The revised plan lengthens Juno's mission at Jupiter to 20 months instead of the original 15, and the spacecraft will now complete 32 orbits instead of 30. But the extra time doesn't represent bonus science for the mission -- rather, it's an effect of the longer orbital period and the change in the way Juno builds its web around Jupiter. Basically, it will take Juno a bit longer to collect the full data set the mission is after, but it will get a low-resolution version of its final products earlier in the mission than originally planned.
NASA also recently approved a change to the spacecraft's initial orbit after Jupiter arrival, called the capture orbit. The revised plan splits the originally planned, 107-day-long capture orbit into two. The new approach will provide the Juno team a sneak preview of their science activities, affording them an opportunity to test the spacecraft's science instruments during a close approach to Jupiter before beginning the actual science phase of the mission. The original scenario called for an engine burn to ease Juno into Jupiter orbit, followed by a second burn 107 days later, putting the spacecraft into an 11-day science orbit. In the updated mission design, the orbit-insertion burn is followed 53.5 days later by a practice run at Jupiter with science instruments turned on, followed by another 53.5-day orbit before the final engine burn that places Juno into its new, 14-day science orbit.
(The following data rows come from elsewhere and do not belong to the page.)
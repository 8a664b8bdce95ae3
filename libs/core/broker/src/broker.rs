//! The broker facade.
//!
//! Ties the registry, middleware, retry policy, delay scheduler, transport and
//! worker pool together behind one handle:
//!
//! ```rust,ignore
//! let broker = Broker::new(MemoryTransport::new(), BrokerConfig::new("bee"));
//! broker.register("print", handler_fn(|msg: Message| async move {
//!     println!("{}", msg.decode::<String>()?);
//!     Ok(())
//! }))?;
//! broker.worker().await?;
//! broker.send("print", "a").await?;
//! broker.send_delay("print", "later", Duration::from_secs(3)).await?;
//! broker.close().await?;
//! ```
//!
//! Lifecycle is `Created → Running → Closing → Closed` and never goes backward.
//! While the transport link is down, sends fail fast with
//! [`BrokerError::Disconnected`] instead of buffering; callers may retry later.

use crate::abandon::{AbandonHandler, LogAbandoned};
use crate::backoff::{retry_with_backoff, BackoffConfig};
use crate::config::BrokerConfig;
use crate::delay::{DelayMode, DelayScheduler};
use crate::error::{BrokerError, LifecycleError};
use crate::handler::{Handler, HandlerRegistry};
use crate::link::{Connectivity, Link};
use crate::message::Message;
use crate::metrics::BrokerMetrics;
use crate::middleware::{Middleware, MiddlewareChain, Recover};
use crate::retry::RetryPolicy;
use crate::transport::Transport;
use crate::worker::{Dispatcher, WorkerPool};
use serde::Serialize;
use std::sync::atomic::{AtomicU8, AtomicUsize, Ordering};
use std::sync::{Arc, PoisonError, RwLock};
use std::time::Duration;
use tokio::sync::{mpsc, watch, Mutex};
use tokio::task::JoinHandle;
use tracing::{debug, error, info};

/// Broker lifecycle state.
#[derive(Debug, Clone, Copy, PartialEq, Eq)]
#[repr(u8)]
pub enum LifecycleState {
    Created = 0,
    Running = 1,
    Closing = 2,
    Closed = 3,
}

impl LifecycleState {
    fn from_u8(value: u8) -> Self {
        match value {
            0 => LifecycleState::Created,
            1 => LifecycleState::Running,
            2 => LifecycleState::Closing,
            _ => LifecycleState::Closed,
        }
    }

    pub fn as_str(&self) -> &'static str {
        match self {
            LifecycleState::Created => "created",
            LifecycleState::Running => "running",
            LifecycleState::Closing => "closing",
            LifecycleState::Closed => "closed",
        }
    }
}

/// Tasks owned while the broker is running.
struct Running {
    pool: WorkerPool,
    supervisor_stop: watch::Sender<bool>,
    supervisor: JoinHandle<()>,
}

struct Inner {
    config: BrokerConfig,
    transport: Arc<dyn Transport>,
    registry: Arc<HandlerRegistry>,
    middleware: RwLock<MiddlewareChain>,
    retry: Arc<RetryPolicy>,
    abandon: RwLock<Arc<dyn AbandonHandler>>,
    scheduler: DelayScheduler,
    metrics: BrokerMetrics,
    link: Arc<Link>,
    lost_rx: Mutex<Option<mpsc::Receiver<()>>>,
    state: AtomicU8,
    active: Arc<AtomicUsize>,
    /// Serializes `worker` and `close`.
    running: Mutex<Option<Running>>,
}

/// Handle to a broker. Clones share the same broker.
#[derive(Clone)]
pub struct Broker {
    inner: Arc<Inner>,
}

impl Broker {
    pub fn new(transport: impl Transport, config: BrokerConfig) -> Self {
        let transport: Arc<dyn Transport> = Arc::new(transport);
        let scheduler = DelayScheduler::for_transport(transport.as_ref());
        let (link, lost_rx) = Link::new();

        Self {
            inner: Arc::new(Inner {
                retry: Arc::new(RetryPolicy::new(config.max_reconsume)),
                metrics: BrokerMetrics::new(config.queue.clone()),
                config,
                transport,
                registry: Arc::new(HandlerRegistry::new()),
                middleware: RwLock::new(MiddlewareChain::new()),
                abandon: RwLock::new(Arc::new(LogAbandoned)),
                scheduler,
                link,
                lost_rx: Mutex::new(Some(lost_rx)),
                state: AtomicU8::new(LifecycleState::Created as u8),
                active: Arc::new(AtomicUsize::new(0)),
                running: Mutex::new(None),
            }),
        }
    }

    /// Replace the default abandonment logger. Takes effect when the worker starts.
    pub fn with_abandon_handler(self, handler: impl AbandonHandler) -> Self {
        *self
            .inner
            .abandon
            .write()
            .unwrap_or_else(PoisonError::into_inner) = Arc::new(handler);
        self
    }

    pub fn config(&self) -> &BrokerConfig {
        &self.inner.config
    }

    pub fn state(&self) -> LifecycleState {
        LifecycleState::from_u8(self.inner.state.load(Ordering::SeqCst))
    }

    fn set_state(&self, state: LifecycleState) {
        self.inner.state.store(state as u8, Ordering::SeqCst);
    }

    /// Running and the transport link is up.
    pub fn is_connected(&self) -> bool {
        self.state() == LifecycleState::Running && self.inner.link.is_connected()
    }

    pub fn connectivity(&self) -> Connectivity {
        self.inner.link.state()
    }

    /// Number of worker loops currently running.
    pub fn active_workers(&self) -> usize {
        self.inner.active.load(Ordering::SeqCst)
    }

    pub fn registry(&self) -> &HandlerRegistry {
        &self.inner.registry
    }

    pub fn retry_policy(&self) -> &RetryPolicy {
        &self.inner.retry
    }

    pub fn delay_mode(&self) -> DelayMode {
        self.inner.scheduler.mode()
    }

    /// Register a handler under `name`. Names are unique.
    pub fn register(&self, name: impl Into<String>, handler: impl Handler) -> Result<(), BrokerError> {
        if self.state() == LifecycleState::Closed {
            return Err(LifecycleError::Closed.into());
        }
        self.inner.registry.register(name, handler)
    }

    /// Add a middleware. Only allowed before the worker starts.
    pub fn middleware(&self, middleware: impl Middleware) -> Result<(), BrokerError> {
        match self.state() {
            LifecycleState::Created => {}
            LifecycleState::Running => return Err(LifecycleError::MiddlewareFrozen.into()),
            LifecycleState::Closing | LifecycleState::Closed => {
                return Err(LifecycleError::Closed.into());
            }
        }

        self.inner
            .middleware
            .write()
            .unwrap_or_else(PoisonError::into_inner)
            .push(middleware);
        Ok(())
    }

    /// Publish `payload` as JSON under `name` for immediate delivery.
    pub async fn send<T: Serialize + ?Sized>(&self, name: &str, payload: &T) -> Result<(), BrokerError> {
        self.send_message(Message::json(name, payload)?).await
    }

    /// Publish `payload` so its handler runs no earlier than `delay` from now.
    pub async fn send_delay<T: Serialize + ?Sized>(
        &self,
        name: &str,
        payload: &T,
        delay: Duration,
    ) -> Result<(), BrokerError> {
        self.ensure_sendable()?;
        let message = Message::json(name, payload)?;

        let result = self
            .inner
            .scheduler
            .schedule(self.inner.transport.as_ref(), message, delay)
            .await;

        match result {
            Ok(descriptor) => {
                self.inner.metrics.published(descriptor.is_some());
                Ok(())
            }
            Err(e) => Err(self.observe_send_error(e)),
        }
    }

    /// Publish a prebuilt message for immediate delivery.
    pub async fn send_message(&self, message: Message) -> Result<(), BrokerError> {
        self.ensure_sendable()?;

        match self.inner.transport.publish(&message).await {
            Ok(()) => {
                self.inner.metrics.published(false);
                debug!(message_id = %message.id, name = %message.name, "Sent message");
                Ok(())
            }
            Err(e) => Err(self.observe_send_error(e.into())),
        }
    }

    fn ensure_sendable(&self) -> Result<(), BrokerError> {
        match self.state() {
            LifecycleState::Created => Err(LifecycleError::NotRunning.into()),
            LifecycleState::Running if !self.inner.link.is_connected() => {
                Err(BrokerError::Disconnected)
            }
            LifecycleState::Running => Ok(()),
            LifecycleState::Closing | LifecycleState::Closed => Err(LifecycleError::Closed.into()),
        }
    }

    fn observe_send_error(&self, error: BrokerError) -> BrokerError {
        if let BrokerError::Transport(e) = &error {
            if e.is_connection() {
                self.inner.link.report_lost(e);
            }
        }
        error
    }

    /// Connect the transport and start the worker loops and reconnect supervision.
    ///
    /// Fails with `AlreadyRunning` on a second call. If the transport cannot
    /// connect the error is returned and the broker stays `Created`.
    pub async fn worker(&self) -> Result<(), BrokerError> {
        let mut running = self.inner.running.lock().await;

        match self.state() {
            LifecycleState::Created => {}
            LifecycleState::Running => return Err(LifecycleError::AlreadyRunning.into()),
            LifecycleState::Closing | LifecycleState::Closed => {
                return Err(LifecycleError::Closed.into());
            }
        }

        self.inner.transport.connect().await?;
        self.inner.link.mark_connected();

        let Some(lost_rx) = self.inner.lost_rx.lock().await.take() else {
            return Err(LifecycleError::AlreadyRunning.into());
        };

        let dispatcher = Arc::new(Dispatcher {
            transport: self.inner.transport.clone(),
            pipeline: self.build_pipeline(),
            retry: self.inner.retry.clone(),
            abandon: self
                .inner
                .abandon
                .read()
                .unwrap_or_else(PoisonError::into_inner)
                .clone(),
            metrics: self.inner.metrics.clone(),
            link: self.inner.link.clone(),
            active: self.inner.active.clone(),
            receive_timeout: self.inner.config.receive_timeout,
        });

        let concurrency = self.inner.config.effective_concurrency();
        let pool = WorkerPool::start(dispatcher, concurrency);

        let (supervisor_stop, stop_rx) = watch::channel(false);
        let supervisor = tokio::spawn(supervise(
            self.inner.transport.clone(),
            self.inner.link.clone(),
            self.inner.metrics.clone(),
            self.inner.config.reconnect.clone(),
            lost_rx,
            stop_rx,
        ));

        *running = Some(Running {
            pool,
            supervisor_stop,
            supervisor,
        });
        self.set_state(LifecycleState::Running);

        info!(
            queue = %self.inner.config.queue,
            transport = self.inner.transport.name(),
            concurrency,
            handlers = ?self.inner.registry.names(),
            "Broker started"
        );
        Ok(())
    }

    /// Recover outermost, then user middleware in registration order, then routing.
    fn build_pipeline(&self) -> Arc<dyn Handler> {
        let routed = self
            .inner
            .middleware
            .read()
            .unwrap_or_else(PoisonError::into_inner)
            .build(self.inner.registry.clone());

        let mut outer = MiddlewareChain::new();
        outer.push(Recover);
        outer.build(routed)
    }

    /// Stop the worker loops, wait for in-flight messages, and close the transport.
    ///
    /// Calling it again is a no-op.
    pub async fn close(&self) -> Result<(), BrokerError> {
        let mut running = self.inner.running.lock().await;

        if self.state() == LifecycleState::Closed {
            return Ok(());
        }
        self.set_state(LifecycleState::Closing);
        info!(queue = %self.inner.config.queue, "Closing broker");

        if let Some(run) = running.take() {
            run.pool.stop().await;
            let _ = run.supervisor_stop.send(true);
            if let Err(e) = run.supervisor.await {
                error!(error = %e, "Reconnect supervisor ended abnormally");
            }
        }

        let closed = self.inner.transport.close().await;
        self.set_state(LifecycleState::Closed);

        closed?;
        info!(queue = %self.inner.config.queue, "Broker closed");
        Ok(())
    }
}

/// Wait for loss reports and reconnect with backoff until it works or the broker stops.
async fn supervise(
    transport: Arc<dyn Transport>,
    link: Arc<Link>,
    metrics: BrokerMetrics,
    backoff: BackoffConfig,
    mut lost_rx: mpsc::Receiver<()>,
    mut stop_rx: watch::Receiver<bool>,
) {
    let transport = transport.as_ref();

    loop {
        tokio::select! {
            _ = stop_rx.changed() => return,
            lost = lost_rx.recv() => {
                if lost.is_none() {
                    return;
                }
            }
        }

        loop {
            info!(transport = transport.name(), "Reconnecting to transport");

            let attempt = retry_with_backoff(move || transport.connect(), backoff.clone());
            let result = tokio::select! {
                _ = stop_rx.changed() => return,
                result = attempt => result,
            };

            match result {
                Ok(()) => {
                    link.mark_connected();
                    metrics.reconnected();
                    info!(transport = transport.name(), "Reconnected to transport");
                    break;
                }
                Err(e) => {
                    error!(error = %e, "Reconnect attempts exhausted, starting over");
                    tokio::time::sleep(backoff.delay_for(1)).await;
                }
            }
        }
    }
}

impl std::fmt::Debug for Broker {
    fn fmt(&self, f: &mut std::fmt::Formatter<'_>) -> std::fmt::Result {
        f.debug_struct("Broker")
            .field("queue", &self.inner.config.queue)
            .field("state", &self.state())
            .field("connectivity", &self.connectivity())
            .field("active_workers", &self.active_workers())
            .finish()
    }
}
In addition to myriad preparations being made on the engineering side, Juno's science team is also busy preparing to collect valuable data about the giant planet's inner workings. One piece of this science groundwork is a collection of images and spectra being obtained by powerful ground-based telescopes and NASA's Hubble Space Telescope (spectra are like chemical fingerprints of gases in the atmosphere). These data are intended to provide big-picture context for Juno's up-close observations of Jupiter, which is important for interpreting what the spacecraft's instruments will see.
With the countdown clock ticking -- this time, not toward launch, but toward arrival at their destination -- the Juno team is acutely aware of how quickly they're sneaking up on the giant planet. And their excitement is building.
"It's been a busy cruise, but the journey has provided our team with valuable experience flying the spacecraft and enhanced our confidence in Juno's design," said Rick Nybakken, Juno project manager at NASA's Jet Propulsion Laboratory, Pasadena, California. "Now it's time to gear up for Jupiter."
Juno is the second mission chosen as part of NASA's New Frontiers program of frequent, medium-class spacecraft missions that address high-priority exploration initiatives in the solar system. NASA's New Horizons mission, which will soon encounter Pluto, is the first New Frontiers mission; OSIRIS-REx is next in the lineup, slated to launch in 2016.
NASA's Jet Propulsion Laboratory, Pasadena, California, manages the Juno mission for the principal investigator, Scott Bolton, of Southwest Research Institute in San Antonio. The New Frontiers Program is managed at NASA's Marshall Space Flight Center in Huntsville, Alabama. Lockheed Martin Space Systems, Denver, built the spacecraft. JPL is a division of the California Institute of Technology in Pasadena.